Мы жили в разных мирах, хотя и в одной системе, только я помещался на оттаявшей ее стороне, а он – на ледяной и смертельной. У него были свои взаимоотношения со временем: оно двигалось и стояло на месте, оно двигалось и возвращалось внезапно к той точке, где в первый раз остановилось. Оно остановилось для него не потому, что фаустовская душа исследователя заключила сделку с дьяволом, а потому, что дьявол XX века вообще терпеть не мог фаустовскую душу и целенаправленно шел к ее истреблению.

В ответах Лосева была то дерзость, не доступная позднейшему, осмотрительному и «редуцированному» уму, то паническая осторожность, для человека 80-х годов казавшаяся заведомо излишней. Он жил сразу во всех десятилетиях нашего века и своей жизни. Его физическая слепота позволила ему как бы разменять возможность передвижения в пространстве на возможность беспрепятственного движения во времени. Я видел перед собой то восторженного почитателя своего современника Вяч. Иванова, то безжалостного, задиристого борца с позитивизмом, молодого автора «Философии имени», то погорельца военного времени, то создателя титанического труда по истории античной эстетики, но возникали попутно лакуны, недомолвки, несуразицы, ведущие к недоразумениям.

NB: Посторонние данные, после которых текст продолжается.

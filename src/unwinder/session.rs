use super::context::ExecutionContextView;
use super::frame::{FrameChain, NativeSnapshot, SyntheticFrame};
use crate::config::UnwinderConfig;
use crate::error::{Result, UnwindError};
use crate::host::{FrameId, PendingFrame, Register, Target, UnwindInfo};
use crate::value::CallRecord;
use tracing::{debug, warn};

#[derive(Debug, Clone, Copy, PartialEq, Eq)]
pub enum SessionState {
    /// The boundary frame has been produced; the next query is the VM's
    /// current logical frame.
    Boundary,
    /// Walking frames that only exist on the VM's managed stack.
    Interior,
    /// Handed back to native unwinding, or the chain ended early.
    Complete,
}

enum Caller {
    Native,
    Interpreted(CallRecord),
}

/// State of one unwind traversal of one thread through the interpreter.
#[derive(Debug)]
pub struct UnwindSession {
    state: SessionState,
    entry: NativeSnapshot,
    stack_base: u64,
    cursor: u64,
    chain: FrameChain,
    interior_frames: usize,
    max_interior_frames: usize,
}

impl UnwindSession {
    /// Enters the interpreter: `pending` is the dispatch loop's native frame.
    pub fn begin<T, P>(
        target: &T,
        pending: &P,
        config: &UnwinderConfig,
    ) -> Result<(Self, UnwindInfo)>
    where
        T: Target + ?Sized,
        P: PendingFrame + ?Sized,
    {
        let entry = NativeSnapshot::capture(pending)?;
        let context =
            ExecutionContextView::read(target, &config.context_symbol, &config.context_layout)?;
        let frame = SyntheticFrame::boundary(&context);

        let mut chain = FrameChain::new();
        chain.add_frame(context.stack_top, context.bp);

        debug!(
            thread = %pending.thread(),
            id = %frame.id,
            bp = format_args!("{:#x}", context.bp),
            base = format_args!("{:#x}", context.stack_base),
            "entered interpreter"
        );

        let session = Self {
            state: SessionState::Boundary,
            entry,
            stack_base: context.stack_base,
            cursor: context.bp,
            chain,
            interior_frames: 0,
            max_interior_frames: config.max_interior_frames,
        };
        Ok((session, frame.to_unwind_info(pending)))
    }

    /// Unwinds the next logical frame. `None` once the session has handed
    /// control back, so the host's default unwinder takes over.
    pub fn step<T, P>(&mut self, target: &T, pending: &P) -> Option<UnwindInfo>
    where
        T: Target + ?Sized,
        P: PendingFrame + ?Sized,
    {
        if self.state == SessionState::Complete {
            return None;
        }

        let (Ok(pc), Ok(sp)) = (
            pending.read_register(Register::Rip),
            pending.read_register(Register::Rsp),
        ) else {
            warn!(
                thread = %pending.thread(),
                "pending frame has no pc/sp, ending interpreter chain"
            );
            self.state = SessionState::Complete;
            return None;
        };
        let id = FrameId::with_special(sp, pc, self.cursor);

        let frame = match self.next_caller(target) {
            Ok(Caller::Native) => {
                debug!(id = %id, "reached the managed stack base, returning to native frames");
                self.state = SessionState::Complete;
                SyntheticFrame::returning_to(id, &self.entry)
            }
            Ok(Caller::Interpreted(record)) => {
                let frame = SyntheticFrame::interior(id, self.cursor, &record);
                debug!(
                    id = %id,
                    function = record.function,
                    call_type = record.call_type,
                    caller_ip = format_args!("{:#x}", record.caller_ip),
                    "interpreted frame"
                );
                self.chain.add_frame(frame.rsp, frame.rbp);
                self.cursor = record.caller_bp;
                self.interior_frames += 1;
                self.state = SessionState::Interior;
                frame
            }
            Err(err) => {
                warn!(
                    id = %id,
                    error = %err,
                    "truncating interpreter chain, returning to native frames"
                );
                self.state = SessionState::Complete;
                SyntheticFrame::returning_to(id, &self.entry)
            }
        };

        Some(frame.to_unwind_info(pending))
    }

    fn next_caller<T: Target + ?Sized>(&self, target: &T) -> Result<Caller> {
        if self.interior_frames >= self.max_interior_frames {
            return Err(UnwindError::CorruptFrameChain {
                cursor: self.cursor,
                caller: self.cursor,
            });
        }

        // no call record below the first frame on the managed stack
        if self.cursor == self.stack_base {
            return Ok(Caller::Native);
        }

        let record = CallRecord::read_below(target, self.cursor)?;
        if record.caller_bp == self.stack_base {
            return Ok(Caller::Native);
        }
        // the managed stack grows up, so callers sit strictly lower
        if record.caller_bp < self.stack_base || record.caller_bp >= self.cursor {
            return Err(UnwindError::CorruptFrameChain {
                cursor: self.cursor,
                caller: record.caller_bp,
            });
        }
        Ok(Caller::Interpreted(record))
    }

    pub fn state(&self) -> SessionState {
        self.state
    }

    pub fn entry(&self) -> &NativeSnapshot {
        &self.entry
    }

    pub fn stack_base(&self) -> u64 {
        self.stack_base
    }

    pub fn chain(&self) -> &FrameChain {
        &self.chain
    }
}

Он предложил озаглавить беседу «В борьбе за смысл» – я только глазами заморгал и стал спорить, но он настаивал, и я настаивал; было нелепо: название словно пришло со страниц журнала «Под знаменем марксизма»; эти «знамена» с двойным профилем давным-давно пронесли; их зловещий шелест навсегда остался у него в ушах. Он нехотя сдался.

Мне рассказывали, в 20-е годы он был театралом, по восемь раз на неделе ходил на спектакли (в воскресенье – дважды), я поинтересовался:

– Что значил для вас Мейерхольд?

Он вдруг заорал (буквально):

– Ты о ком меня спрашиваешь?! Его же вместе с женой Сталин зарубил!!!

Он сидел через стол, взволнованный и негодующий – на меня, на себя – ведь он проговорился, отношение вырвалось: «зарубил». Открывши рот, утратив на время дар речи, я смотрел на него.

– Алексей Федорович! – вскричал я, приходя в себя. – Так Мейерхольд давно уже реабилитирован!

Из мглы 30-х, влекомый магическим словом, он вдруг вынырнул в «предрассветный туман» середины 50-х.

– Реабилитирован? – с живейшим интересом, как будто последняя новость.

– Ну да!

Он обрадовался. Его беспамятство было слишком избирательно, чтобы объясняться лишь возрастными причинами, он наизусть цитировал и любимых поэтов, и прозаические пассажи из Розанова, дело было в другом: память о «зарубленном» Мейерхольде была бесконечно глубже памяти о его реабилитации, залегла на совершенно ином экзистенциальном уровне: одна память готова была «зарубить» другую бесчисленное количество раз, как в ночном кошмаре.